Der Lösungsvorschlag für die südwürttembergischen Verordnungsprobleme geht
auch der ABDA zu. Dort findet er jedoch als nicht brauchbarer Denkansatz - der
Umkehrschluß führe ja dazu, daß jede Arznei ohne Zulassungsnummer nicht mehr
verordnet werden könne - keine Unterstützung.
Die "Dempe-Liste"
Dempes Engagement gegen die Diskriminierung anscheinend umstrittener
Medikamente ist ungebrochen. Um das Verordnungsvolumen der im WIdO-Report
negativ bewerteten Arzneimittel zu bestimmen, durchforstet er mit zwei
Apothekerkollegen aus dem Wangener Raum sämtliche Schubladen seines
Warenlagers und stuft die Präparate mit Hilfe der teilweise aufgedruckten
Zulassungsnummern ein.

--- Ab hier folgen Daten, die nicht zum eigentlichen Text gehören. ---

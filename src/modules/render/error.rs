use std::fmt::Display;
use std::io;

use serde::Serialize;
use thiserror::Error;

use super::model::{ObjectRef, Stage};
use crate::infrastructure::encoder::FfmpegError;

/// The inbound message could not be turned into a render job.
#[derive(Debug, Error)]
pub enum DecodeError {
    #[error("payload is neither JSON nor base64-encoded JSON: {0}")]
    Base64(#[from] base64::DecodeError),

    #[error("payload is not a valid render job: {0}")]
    Json(#[from] serde_json::Error),

    #[error("payload field {0} is empty")]
    Empty(&'static str),
}

#[derive(Debug, Error)]
pub enum FetchError {
    #[error("source object {bucket}/{path} does not exist")]
    NotFound { bucket: String, path: String },

    #[error("transfer of {bucket}/{path} was interrupted: {message}")]
    Interrupted {
        bucket: String,
        path: String,
        message: String,
    },

    #[error("transfer of {bucket}/{path} timed out after {seconds} seconds")]
    Timeout {
        bucket: String,
        path: String,
        seconds: u64,
    },

    #[error("could not prepare working storage: {0}")]
    Workspace(#[source] io::Error),
}

impl FetchError {
    pub fn not_found(source: &ObjectRef) -> Self {
        Self::NotFound {
            bucket: source.bucket.clone(),
            path: source.path.clone(),
        }
    }

    pub fn interrupted(source: &ObjectRef, cause: impl Display) -> Self {
        Self::Interrupted {
            bucket: source.bucket.clone(),
            path: source.path.clone(),
            message: cause.to_string(),
        }
    }

    pub fn timeout(source: &ObjectRef, seconds: u64) -> Self {
        Self::Timeout {
            bucket: source.bucket.clone(),
            path: source.path.clone(),
            seconds,
        }
    }
}

/// A transcode operation failed; `stage` says which one.
#[derive(Debug, Error)]
#[error("{stage} failed: {message}")]
pub struct EncodeError {
    pub stage: Stage,
    pub message: String,
    pub exit_code: Option<i32>,
}

impl EncodeError {
    pub fn new(stage: Stage, message: impl Into<String>) -> Self {
        Self {
            stage,
            message: message.into(),
            exit_code: None,
        }
    }

    pub fn from_ffmpeg(stage: Stage, err: FfmpegError) -> Self {
        Self {
            stage,
            exit_code: err.exit_code(),
            message: err.to_string(),
        }
    }
}

#[derive(Debug, Error)]
pub enum JobError {
    #[error(transparent)]
    Fetch(#[from] FetchError),

    #[error(transparent)]
    Encode(#[from] EncodeError),
}

impl JobError {
    pub fn stage(&self) -> Option<Stage> {
        match self {
            JobError::Fetch(_) => None,
            JobError::Encode(e) => Some(e.stage),
        }
    }

    pub fn detail(&self) -> ErrorDetail {
        match self {
            JobError::Fetch(e) => ErrorDetail {
                kind: "fetch",
                stage: None,
                message: e.to_string(),
                exit_code: None,
            },
            JobError::Encode(e) => ErrorDetail {
                kind: "encode",
                stage: Some(e.stage),
                message: e.message.clone(),
                exit_code: e.exit_code,
            },
        }
    }
}

/// Wire form of a job failure, carried in the response's `error` field.
#[derive(Debug, Clone, PartialEq, Serialize)]
#[serde(rename_all = "camelCase")]
pub struct ErrorDetail {
    pub kind: &'static str,
    #[serde(skip_serializing_if = "Option::is_none")]
    pub stage: Option<Stage>,
    pub message: String,
    #[serde(skip_serializing_if = "Option::is_none")]
    pub exit_code: Option<i32>,
}

#[derive(Debug, Error)]
pub enum PublishError {
    #[error("could not serialize response: {0}")]
    Serialize(#[from] serde_json::Error),

    #[error("response channel send failed: {0:#}")]
    Send(anyhow::Error),
}

#[cfg(test)]
mod tests {
    use super::*;

    #[test]
    fn encode_detail_is_tagged_with_stage() {
        let err = JobError::from(EncodeError::from_ffmpeg(
            Stage::VideoFormatB,
            FfmpegError::Exited {
                code: Some(1),
                diagnostic: "Unknown encoder 'libvpx'".into(),
            },
        ));
        let json = serde_json::to_value(err.detail()).unwrap();
        assert_eq!(json["kind"], "encode");
        assert_eq!(json["stage"], "video-format-B");
        assert_eq!(json["exitCode"], 1);
        assert!(json["message"].as_str().unwrap().contains("libvpx"));
    }

    #[test]
    fn fetch_detail_has_no_stage() {
        let err = JobError::from(FetchError::not_found(&ObjectRef::new("b", "a.mov")));
        let json = serde_json::to_value(err.detail()).unwrap();
        assert_eq!(json["kind"], "fetch");
        assert!(json.get("stage").is_none());
        assert_eq!(json["message"], "source object b/a.mov does not exist");
    }
}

Es entsteht eine Produkteliste, sortiert nach Indikationen
und Vorordnungshäufigkeit, Umsatz und Zulassungsstatus.
Fazit dieser Sisyphosarbeit: 1996 wurden in Südwürttemberg Arzneimittel für 611,3
Millionen DM zu Lasten der GKV verordnet. Bei Verordnungsverzicht auf alle laut
WIdO-Report umstrittenen Arzneien hätte es Einsparungen von 130,6 Millionen
DM gegeben. Hätte die fehlende Zulassung der Präparate als Kriterium für eine
Verordnungsverweigerung gegolten und wären umstrittene Medikamente mit
Zulassung weiterhin verschrieben worden, so hätte die GKV in der Region immer
noch 99,4 Millionen DM eingespart. Eine Verunsicherung der Patienten durch eine
widersprüchliche Einstufung der Wirksamkeit wäre dann aber ausgeblieben.
Die Dempe-Liste findet keine Liebhaber. Zwischen den Ärzten und Apothekern
einerseits und den Krankenkassen in der Region andererseits gibt es keinen
Konsens. Südwürttembergs Ärzte sind weiterhin gezwungen, den Sparkurs der
GKV durch Verordnungsverweigerungen auf Weisung der KV Südwürttemberg
einzuhalten.
Inzwischen versucht der aktive Offizinapotheker, die Umsatzverluste der
Neuravensburger Marien-Apotheke durch Einsparungen zu kompensieren. Bei den
Personalkosten sind seiner Meinung nach die Rationalisierungsreserven
ausgeschöpft. Aber inzwischen haben seine Angestellten Sorge um ihre
Arbeitsplätze. Auch sie wissen, daß es wirtschaftlich nicht gut um den Betrieb steht.